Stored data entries
******************************

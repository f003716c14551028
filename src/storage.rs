//! String key-value storage backends
//!
//! The browser build persists to `window.localStorage`; native builds and
//! tests use an in-memory map.

use std::collections::HashMap;

use thiserror::Error;

#[derive(Debug, Clone, PartialEq, Eq, Error)]
pub enum StorageError {
    #[error("storage unavailable")]
    Unavailable,
    #[error("storage backend error: {0}")]
    Backend(String),
}

/// Minimal string key-value store, shaped like the Web Storage API
pub trait KeyValueStorage {
    fn get_item(&self, key: &str) -> Result<Option<String>, StorageError>;
    fn set_item(&mut self, key: &str, value: &str) -> Result<(), StorageError>;
    fn remove_item(&mut self, key: &str) -> Result<(), StorageError>;
}

impl<T: KeyValueStorage + ?Sized> KeyValueStorage for Box<T> {
    fn get_item(&self, key: &str) -> Result<Option<String>, StorageError> {
        (**self).get_item(key)
    }

    fn set_item(&mut self, key: &str, value: &str) -> Result<(), StorageError> {
        (**self).set_item(key, value)
    }

    fn remove_item(&mut self, key: &str) -> Result<(), StorageError> {
        (**self).remove_item(key)
    }
}

/// Volatile storage, lost when dropped
#[derive(Debug, Clone, Default)]
pub struct MemoryStorage {
    items: HashMap<String, String>,
}

impl MemoryStorage {
    pub fn new() -> Self {
        Self::default()
    }

    pub fn contains_key(&self, key: &str) -> bool {
        self.items.contains_key(key)
    }

    pub fn len(&self) -> usize {
        self.items.len()
    }

    pub fn is_empty(&self) -> bool {
        self.items.is_empty()
    }
}

impl KeyValueStorage for MemoryStorage {
    fn get_item(&self, key: &str) -> Result<Option<String>, StorageError> {
        Ok(self.items.get(key).cloned())
    }

    fn set_item(&mut self, key: &str, value: &str) -> Result<(), StorageError> {
        self.items.insert(key.to_string(), value.to_string());
        Ok(())
    }

    fn remove_item(&mut self, key: &str) -> Result<(), StorageError> {
        self.items.remove(key);
        Ok(())
    }
}

/// Browser LocalStorage (WASM only)
#[cfg(target_arch = "wasm32")]
pub struct LocalStorage {
    inner: web_sys::Storage,
}

#[cfg(target_arch = "wasm32")]
impl LocalStorage {
    /// Open `window.localStorage`
    ///
    /// Fails when there is no window or the browser denies access
    /// (e.g. storage disabled in private mode).
    pub fn open() -> Result<Self, StorageError> {
        let inner = web_sys::window()
            .and_then(|w| w.local_storage().ok())
            .flatten()
            .ok_or(StorageError::Unavailable)?;
        Ok(Self { inner })
    }
}

#[cfg(target_arch = "wasm32")]
fn js_error(err: wasm_bindgen::JsValue) -> StorageError {
    StorageError::Backend(format!("{:?}", err))
}

#[cfg(target_arch = "wasm32")]
impl KeyValueStorage for LocalStorage {
    fn get_item(&self, key: &str) -> Result<Option<String>, StorageError> {
        self.inner.get_item(key).map_err(js_error)
    }

    fn set_item(&mut self, key: &str, value: &str) -> Result<(), StorageError> {
        self.inner.set_item(key, value).map_err(js_error)
    }

    fn remove_item(&mut self, key: &str) -> Result<(), StorageError> {
        self.inner.remove_item(key).map_err(js_error)
    }
}

#[cfg(test)]
mod tests {
    use super::*;

    #[test]
    fn test_memory_storage_set_get_remove() {
        let mut storage = MemoryStorage::new();
        assert_eq!(storage.get_item("k").unwrap(), None);

        storage.set_item("k", "v1").unwrap();
        storage.set_item("k", "v2").unwrap();
        assert_eq!(storage.get_item("k").unwrap().as_deref(), Some("v2"));
        assert_eq!(storage.len(), 1);

        storage.remove_item("k").unwrap();
        assert!(!storage.contains_key("k"));
        assert!(storage.is_empty());

        // Removing a missing key is not an error
        storage.remove_item("k").unwrap();
    }

    #[test]
    fn test_boxed_storage_delegates() {
        let mut storage: Box<dyn KeyValueStorage> = Box::new(MemoryStorage::new());
        storage.set_item("k", "v").unwrap();
        assert_eq!(storage.get_item("k").unwrap().as_deref(), Some("v"));
        storage.remove_item("k").unwrap();
        assert_eq!(storage.get_item("k").unwrap(), None);
    }
}
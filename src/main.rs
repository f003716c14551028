//! Team Splitter entry point
//!
//! Handles platform-specific initialization and wires the page to the session.

#[cfg(target_arch = "wasm32")]
use wasm_bindgen::prelude::*;

#[cfg(target_arch = "wasm32")]
mod web_app {
    use std::cell::RefCell;
    use std::rc::Rc;
    use wasm_bindgen::prelude::*;
    use web_sys::{Document, Element, HtmlInputElement};

    use team_splitter::player::PlayerField;
    use team_splitter::render::{WRONG_SIZE_TEXT, roster_heading, roster_rows, teams_view};
    use team_splitter::{
        KeyValueStorage, LocalStorage, MemoryStorage, RawPlayer, RosterStore, Session, TeamSplit,
    };

    type App = Rc<RefCell<Session<Box<dyn KeyValueStorage>>>>;

    const TABLE_BODY: &str = "#players-table tbody";

    fn document() -> Document {
        web_sys::window().unwrap().document().unwrap()
    }

    fn render_roster(session: &Session<Box<dyn KeyValueStorage>>) {
        let document = document();
        if let Some(tbody) = document.query_selector(TABLE_BODY).ok().flatten() {
            tbody.set_inner_html(&roster_rows(session.roster()));
        }
        if let Some(heading) = document.get_element_by_id("players-heading") {
            heading.set_text_content(Some(&roster_heading(session.roster())));
        }
    }

    fn render_teams(teams: Option<&TeamSplit>) {
        if let Some(container) = document().get_element_by_id("teams-container") {
            container.set_inner_html(&teams_view(teams));
        }
    }

    fn field_value(row: &Element, field: PlayerField) -> String {
        let selector = format!("input[data-field=\"{}\"]", field.as_ref());
        row.query_selector(&selector)
            .ok()
            .flatten()
            .and_then(|el| el.dyn_into::<HtmlInputElement>().ok())
            .map(|input| input.value())
            .unwrap_or_default()
    }

    /// Read every visible table row as raw player data
    fn read_table() -> Vec<RawPlayer> {
        let Ok(rows) = document().query_selector_all(&format!("{} tr", TABLE_BODY)) else {
            return Vec::new();
        };
        (0..rows.length())
            .filter_map(|i| rows.item(i))
            .filter_map(|node| node.dyn_into::<Element>().ok())
            .map(|row| {
                RawPlayer::from_fields(
                    &field_value(&row, PlayerField::Name),
                    &field_value(&row, PlayerField::Rating),
                    &field_value(&row, PlayerField::Pos),
                )
            })
            .collect()
    }

    fn open_storage() -> Box<dyn KeyValueStorage> {
        match LocalStorage::open() {
            Ok(storage) => Box::new(storage),
            Err(e) => {
                log::warn!("{}, changes will not be kept", e);
                Box::new(MemoryStorage::new())
            }
        }
    }

    pub fn run() {
        console_error_panic_hook::set_once();
        console_log::init_with_level(log::Level::Info).expect("Failed to init logger");

        log::info!("Team Splitter starting...");

        let session = Session::start(RosterStore::with_defaults(open_storage()));
        render_roster(&session);
        render_teams(session.team_split());

        let app: App = Rc::new(RefCell::new(session));
        setup_table_input(app.clone());
        setup_generate_button(app.clone());
        setup_clear_button(app);

        log::info!("Team Splitter ready");
    }

    /// One delegated listener on the table body covers every field
    fn setup_table_input(app: App) {
        let Some(tbody) = document().query_selector(TABLE_BODY).ok().flatten() else {
            log::error!("Roster table not found");
            return;
        };
        let closure = Closure::<dyn FnMut(_)>::new(move |event: web_sys::Event| {
            let is_field = event
                .target()
                .and_then(|t| t.dyn_into::<Element>().ok())
                .and_then(|el| el.get_attribute("data-field"))
                .is_some_and(|f| f.parse::<PlayerField>().is_ok());
            if is_field {
                app.borrow_mut().sync_roster(&read_table());
            }
        });
        let _ = tbody.add_event_listener_with_callback("input", closure.as_ref().unchecked_ref());
        closure.forget();
    }

    fn setup_generate_button(app: App) {
        if let Some(btn) = document().get_element_by_id("generate-btn") {
            let closure = Closure::<dyn FnMut(_)>::new(move |_event: web_sys::MouseEvent| {
                let rows = read_table();
                let mut session = app.borrow_mut();
                match session.generate(&rows) {
                    Ok(teams) => render_teams(Some(teams)),
                    Err(e) => {
                        log::warn!("Cannot generate teams: {}", e);
                        if let Some(window) = web_sys::window() {
                            let _ = window.alert_with_message(WRONG_SIZE_TEXT);
                        }
                    }
                }
            });
            let _ = btn.add_event_listener_with_callback("click", closure.as_ref().unchecked_ref());
            closure.forget();
        }
    }

    fn setup_clear_button(app: App) {
        if let Some(btn) = document().get_element_by_id("clear-storage") {
            let closure = Closure::<dyn FnMut(_)>::new(move |_event: web_sys::MouseEvent| {
                let mut session = app.borrow_mut();
                session.clear();
                render_roster(&session);
                render_teams(None);
            });
            let _ = btn.add_event_listener_with_callback("click", closure.as_ref().unchecked_ref());
            closure.forget();
        }
    }
}

#[cfg(target_arch = "wasm32")]
#[wasm_bindgen(start)]
pub fn wasm_main() {
    web_app::run();
}

#[cfg(not(target_arch = "wasm32"))]
fn main() {
    use team_splitter::{MemoryStorage, RawPlayer, RosterStore, Session, Team};

    env_logger::init();
    log::info!("Team Splitter (native) starting...");
    log::info!("Native mode runs a demo split - run with `trunk serve` for the web version");

    let mut session = Session::start(RosterStore::with_defaults(MemoryStorage::new()));
    let rows: Vec<RawPlayer> = session
        .roster()
        .players()
        .iter()
        .cloned()
        .map(RawPlayer::from)
        .collect();

    match session.generate(&rows) {
        Ok(teams) => {
            for team in [Team::Dark, Team::Light] {
                println!("\n{} ({})", team.title(), teams.total_rating(team));
                for player in teams.team(team) {
                    println!("  {:<12} {:<4} {}", player.name, player.pos, player.rating);
                }
            }
            println!("\nRating gap: {}", teams.rating_gap());
        }
        Err(e) => log::error!("{}", e),
    }
}

#[cfg(target_arch = "wasm32")]
fn main() {
    // WASM entry point is wasm_main, this is just to satisfy the compiler
}
//! Team Splitter - ten-player roster editor and balanced team generator
//!
//! Core modules:
//! - `player`: Player records, roster, input normalization
//! - `splitter`: Deterministic rating-based team split
//! - `storage`: Key-value backends (LocalStorage on web, memory elsewhere)
//! - `store`: Roster and split persistence with default fallback
//! - `session`: User actions, independent of the DOM
//! - `render`: HTML fragments for the table and team view

pub mod player;
pub mod render;
pub mod session;
pub mod splitter;
pub mod storage;
pub mod store;

pub use player::{Player, RawPlayer, Roster, default_roster, normalize};
pub use session::Session;
pub use splitter::{SplitError, Team, TeamSplit, split};
pub use storage::{KeyValueStorage, MemoryStorage, StorageError};
pub use store::{RosterStore, StoreConfig};

#[cfg(target_arch = "wasm32")]
pub use storage::LocalStorage;

/// Application constants
pub mod consts {
    /// Players needed for a split
    pub const ROSTER_SIZE: usize = 10;

    /// Rating bounds (inclusive)
    pub const MIN_RATING: u32 = 1;
    pub const MAX_RATING: u32 = 100;

    /// LocalStorage keys
    pub const ROSTER_KEY: &str = "equiposFifa_players";
    pub const SPLIT_KEY: &str = "equiposFifa_lastTeams";
}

******************************

#### Work item:
Take the stretch of lines above from the one containing "-> Result<Option<String>, StorageError>;" through the one containing "self.items.is_empty()" and repeat it exactly, adding no other line.

#### Answer section:
    fn get_item(&self, key: &str) -> Result<Option<String>, StorageError>;
    fn set_item(&mut self, key: &str, value: &str) -> Result<(), StorageError>;
    fn remove_item(&mut self, key: &str) -> Result<(), StorageError>;
}

impl<T: KeyValueStorage + ?Sized> KeyValueStorage for Box<T> {
    fn get_item(&self, key: &str) -> Result<Option<String>, StorageError> {
        (**self).get_item(key)
    }

    fn set_item(&mut self, key: &str, value: &str) -> Result<(), StorageError> {
        (**self).set_item(key, value)
    }

    fn remove_item(&mut self, key: &str) -> Result<(), StorageError> {
        (**self).remove_item(key)
    }
}

/// Volatile storage, lost when dropped
#[derive(Debug, Clone, Default)]
pub struct MemoryStorage {
    items: HashMap<String, String>,
}

impl MemoryStorage {
    pub fn new() -> Self {
        Self::default()
    }

    pub fn contains_key(&self, key: &str) -> bool {
        self.items.contains_key(key)
    }

    pub fn len(&self) -> usize {
        self.items.len()
    }

    pub fn is_empty(&self) -> bool {
        self.items.is_empty()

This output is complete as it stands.